Directions -
Search the records for lines that contain the word "args". Copy them all.

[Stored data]
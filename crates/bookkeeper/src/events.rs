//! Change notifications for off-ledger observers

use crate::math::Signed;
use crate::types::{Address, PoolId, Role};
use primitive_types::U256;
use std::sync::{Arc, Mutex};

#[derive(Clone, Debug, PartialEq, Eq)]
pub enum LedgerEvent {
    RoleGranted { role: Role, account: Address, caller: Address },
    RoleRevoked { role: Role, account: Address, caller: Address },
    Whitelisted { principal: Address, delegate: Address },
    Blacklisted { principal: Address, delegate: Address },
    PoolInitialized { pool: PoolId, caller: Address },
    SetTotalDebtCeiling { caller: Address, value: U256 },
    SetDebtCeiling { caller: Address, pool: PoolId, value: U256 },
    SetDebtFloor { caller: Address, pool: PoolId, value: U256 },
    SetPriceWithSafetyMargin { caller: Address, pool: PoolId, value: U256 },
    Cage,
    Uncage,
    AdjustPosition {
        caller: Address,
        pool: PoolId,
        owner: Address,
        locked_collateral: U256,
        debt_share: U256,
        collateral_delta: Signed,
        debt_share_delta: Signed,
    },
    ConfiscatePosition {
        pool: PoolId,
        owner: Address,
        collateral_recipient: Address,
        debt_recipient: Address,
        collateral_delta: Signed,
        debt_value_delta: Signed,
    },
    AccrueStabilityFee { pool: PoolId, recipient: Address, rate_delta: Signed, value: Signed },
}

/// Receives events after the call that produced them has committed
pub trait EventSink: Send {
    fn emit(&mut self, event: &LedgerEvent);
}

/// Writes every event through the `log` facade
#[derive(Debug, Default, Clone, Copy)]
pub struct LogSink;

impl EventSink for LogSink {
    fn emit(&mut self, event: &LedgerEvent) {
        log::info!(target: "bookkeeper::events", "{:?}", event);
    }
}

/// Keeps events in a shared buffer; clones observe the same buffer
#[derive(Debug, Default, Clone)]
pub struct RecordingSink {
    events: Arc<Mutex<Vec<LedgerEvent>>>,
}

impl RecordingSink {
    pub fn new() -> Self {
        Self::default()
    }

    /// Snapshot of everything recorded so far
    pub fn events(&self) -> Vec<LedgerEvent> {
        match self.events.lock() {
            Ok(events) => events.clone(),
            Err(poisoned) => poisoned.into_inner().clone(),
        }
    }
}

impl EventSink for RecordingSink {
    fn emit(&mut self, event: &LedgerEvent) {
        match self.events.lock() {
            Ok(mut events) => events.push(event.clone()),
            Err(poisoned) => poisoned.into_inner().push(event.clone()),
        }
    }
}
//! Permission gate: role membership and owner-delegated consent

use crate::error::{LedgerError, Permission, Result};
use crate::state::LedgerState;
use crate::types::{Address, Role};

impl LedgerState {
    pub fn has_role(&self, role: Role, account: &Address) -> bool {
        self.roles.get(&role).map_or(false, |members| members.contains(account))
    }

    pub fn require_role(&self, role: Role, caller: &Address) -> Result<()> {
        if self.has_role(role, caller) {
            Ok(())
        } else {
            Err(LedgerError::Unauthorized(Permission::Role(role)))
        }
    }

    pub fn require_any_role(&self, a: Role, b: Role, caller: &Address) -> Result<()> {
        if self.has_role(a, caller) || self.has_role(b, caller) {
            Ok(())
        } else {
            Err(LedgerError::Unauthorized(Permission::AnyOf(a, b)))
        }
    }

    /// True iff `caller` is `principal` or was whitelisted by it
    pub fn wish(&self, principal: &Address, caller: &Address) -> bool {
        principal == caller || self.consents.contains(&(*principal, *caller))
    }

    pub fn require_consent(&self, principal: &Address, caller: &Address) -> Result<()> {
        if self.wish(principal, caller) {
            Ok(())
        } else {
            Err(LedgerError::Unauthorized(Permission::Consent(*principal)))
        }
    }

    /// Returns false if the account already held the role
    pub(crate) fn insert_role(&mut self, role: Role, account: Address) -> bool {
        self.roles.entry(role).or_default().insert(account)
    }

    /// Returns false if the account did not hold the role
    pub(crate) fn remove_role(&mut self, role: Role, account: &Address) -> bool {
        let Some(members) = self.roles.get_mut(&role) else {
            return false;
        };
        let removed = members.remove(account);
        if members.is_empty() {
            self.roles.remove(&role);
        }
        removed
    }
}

* * *

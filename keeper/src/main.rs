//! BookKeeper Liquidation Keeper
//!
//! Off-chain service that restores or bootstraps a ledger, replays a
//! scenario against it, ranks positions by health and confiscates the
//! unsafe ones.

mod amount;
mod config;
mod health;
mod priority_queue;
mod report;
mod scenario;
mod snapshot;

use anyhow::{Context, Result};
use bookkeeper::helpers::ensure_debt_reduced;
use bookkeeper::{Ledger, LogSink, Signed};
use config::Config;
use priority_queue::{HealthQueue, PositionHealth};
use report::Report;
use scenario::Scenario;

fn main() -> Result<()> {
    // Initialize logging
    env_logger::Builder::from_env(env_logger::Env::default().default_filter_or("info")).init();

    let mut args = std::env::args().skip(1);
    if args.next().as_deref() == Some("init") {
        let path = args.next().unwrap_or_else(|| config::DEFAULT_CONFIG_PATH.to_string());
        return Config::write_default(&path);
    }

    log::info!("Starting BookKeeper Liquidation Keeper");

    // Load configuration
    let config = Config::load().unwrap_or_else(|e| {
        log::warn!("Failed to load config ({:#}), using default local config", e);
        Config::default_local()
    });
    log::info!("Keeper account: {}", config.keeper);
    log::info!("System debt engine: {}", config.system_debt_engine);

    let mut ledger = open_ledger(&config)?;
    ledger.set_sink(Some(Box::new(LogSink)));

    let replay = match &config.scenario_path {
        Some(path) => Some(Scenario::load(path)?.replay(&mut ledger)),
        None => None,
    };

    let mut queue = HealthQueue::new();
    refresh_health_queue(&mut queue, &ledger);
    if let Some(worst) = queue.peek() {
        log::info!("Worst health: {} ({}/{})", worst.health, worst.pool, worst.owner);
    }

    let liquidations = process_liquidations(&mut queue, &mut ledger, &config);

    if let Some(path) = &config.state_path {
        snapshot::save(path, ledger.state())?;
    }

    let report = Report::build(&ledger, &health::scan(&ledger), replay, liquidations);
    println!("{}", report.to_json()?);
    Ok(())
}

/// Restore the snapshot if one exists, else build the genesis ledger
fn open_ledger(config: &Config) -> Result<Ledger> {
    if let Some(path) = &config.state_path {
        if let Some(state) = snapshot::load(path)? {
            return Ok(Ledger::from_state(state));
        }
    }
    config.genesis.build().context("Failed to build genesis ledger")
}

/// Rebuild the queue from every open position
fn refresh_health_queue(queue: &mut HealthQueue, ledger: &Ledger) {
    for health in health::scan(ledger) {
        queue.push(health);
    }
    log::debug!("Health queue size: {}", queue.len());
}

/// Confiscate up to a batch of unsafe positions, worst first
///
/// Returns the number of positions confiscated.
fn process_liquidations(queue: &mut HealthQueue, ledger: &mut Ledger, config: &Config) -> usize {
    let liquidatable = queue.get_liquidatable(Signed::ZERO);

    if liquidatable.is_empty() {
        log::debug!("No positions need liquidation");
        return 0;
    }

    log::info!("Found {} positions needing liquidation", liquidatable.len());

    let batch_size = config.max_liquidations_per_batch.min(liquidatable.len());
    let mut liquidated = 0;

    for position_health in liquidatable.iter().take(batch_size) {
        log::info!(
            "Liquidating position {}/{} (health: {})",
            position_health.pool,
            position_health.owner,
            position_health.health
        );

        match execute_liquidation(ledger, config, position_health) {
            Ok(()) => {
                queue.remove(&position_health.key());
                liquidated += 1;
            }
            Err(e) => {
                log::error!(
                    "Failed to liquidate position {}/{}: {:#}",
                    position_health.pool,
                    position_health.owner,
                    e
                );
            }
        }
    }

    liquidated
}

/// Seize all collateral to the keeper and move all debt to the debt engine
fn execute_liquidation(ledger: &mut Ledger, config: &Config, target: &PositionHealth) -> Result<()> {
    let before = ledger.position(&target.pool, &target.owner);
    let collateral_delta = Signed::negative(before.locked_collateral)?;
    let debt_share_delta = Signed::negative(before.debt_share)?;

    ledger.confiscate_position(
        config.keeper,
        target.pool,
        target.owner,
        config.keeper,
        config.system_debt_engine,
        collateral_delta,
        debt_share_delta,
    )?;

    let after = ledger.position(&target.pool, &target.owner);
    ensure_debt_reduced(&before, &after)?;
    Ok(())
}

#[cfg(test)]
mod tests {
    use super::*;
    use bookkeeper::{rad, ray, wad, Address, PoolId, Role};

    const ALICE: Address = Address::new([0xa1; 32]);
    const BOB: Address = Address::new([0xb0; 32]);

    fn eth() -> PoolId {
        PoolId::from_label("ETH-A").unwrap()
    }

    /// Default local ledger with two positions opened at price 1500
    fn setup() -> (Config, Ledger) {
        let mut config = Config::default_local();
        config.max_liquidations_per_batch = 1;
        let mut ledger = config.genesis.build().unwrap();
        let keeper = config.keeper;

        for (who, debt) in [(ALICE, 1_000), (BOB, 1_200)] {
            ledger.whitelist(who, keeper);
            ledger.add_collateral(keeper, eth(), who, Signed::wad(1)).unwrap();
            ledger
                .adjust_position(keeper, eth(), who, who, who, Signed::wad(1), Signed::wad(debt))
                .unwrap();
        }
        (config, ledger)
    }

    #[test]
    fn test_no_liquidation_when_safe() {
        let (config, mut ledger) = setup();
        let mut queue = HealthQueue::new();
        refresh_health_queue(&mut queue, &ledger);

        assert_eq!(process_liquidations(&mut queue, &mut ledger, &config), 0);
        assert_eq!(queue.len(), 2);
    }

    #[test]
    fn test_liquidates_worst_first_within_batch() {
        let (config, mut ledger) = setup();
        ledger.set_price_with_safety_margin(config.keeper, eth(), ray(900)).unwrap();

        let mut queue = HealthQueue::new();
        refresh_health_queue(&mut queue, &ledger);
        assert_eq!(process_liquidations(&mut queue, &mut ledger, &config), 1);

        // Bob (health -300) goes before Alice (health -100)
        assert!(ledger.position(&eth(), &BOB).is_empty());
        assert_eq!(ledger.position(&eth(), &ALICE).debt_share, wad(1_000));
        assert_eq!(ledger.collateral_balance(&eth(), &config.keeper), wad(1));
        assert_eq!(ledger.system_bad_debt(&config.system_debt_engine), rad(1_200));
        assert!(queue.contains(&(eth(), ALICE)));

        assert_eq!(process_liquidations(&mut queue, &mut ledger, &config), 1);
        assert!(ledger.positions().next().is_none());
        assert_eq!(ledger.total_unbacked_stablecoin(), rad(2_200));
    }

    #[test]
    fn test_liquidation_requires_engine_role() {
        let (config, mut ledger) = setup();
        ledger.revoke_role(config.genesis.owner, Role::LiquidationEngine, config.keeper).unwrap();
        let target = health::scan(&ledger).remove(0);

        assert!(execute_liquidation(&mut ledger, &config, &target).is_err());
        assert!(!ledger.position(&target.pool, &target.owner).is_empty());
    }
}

Output -
    let mut args = std::env::args().skip(1);
    if args.next().as_deref() == Some("init") {
        let path = args.next().unwrap_or_else(|| config::DEFAULT_CONFIG_PATH.to_string());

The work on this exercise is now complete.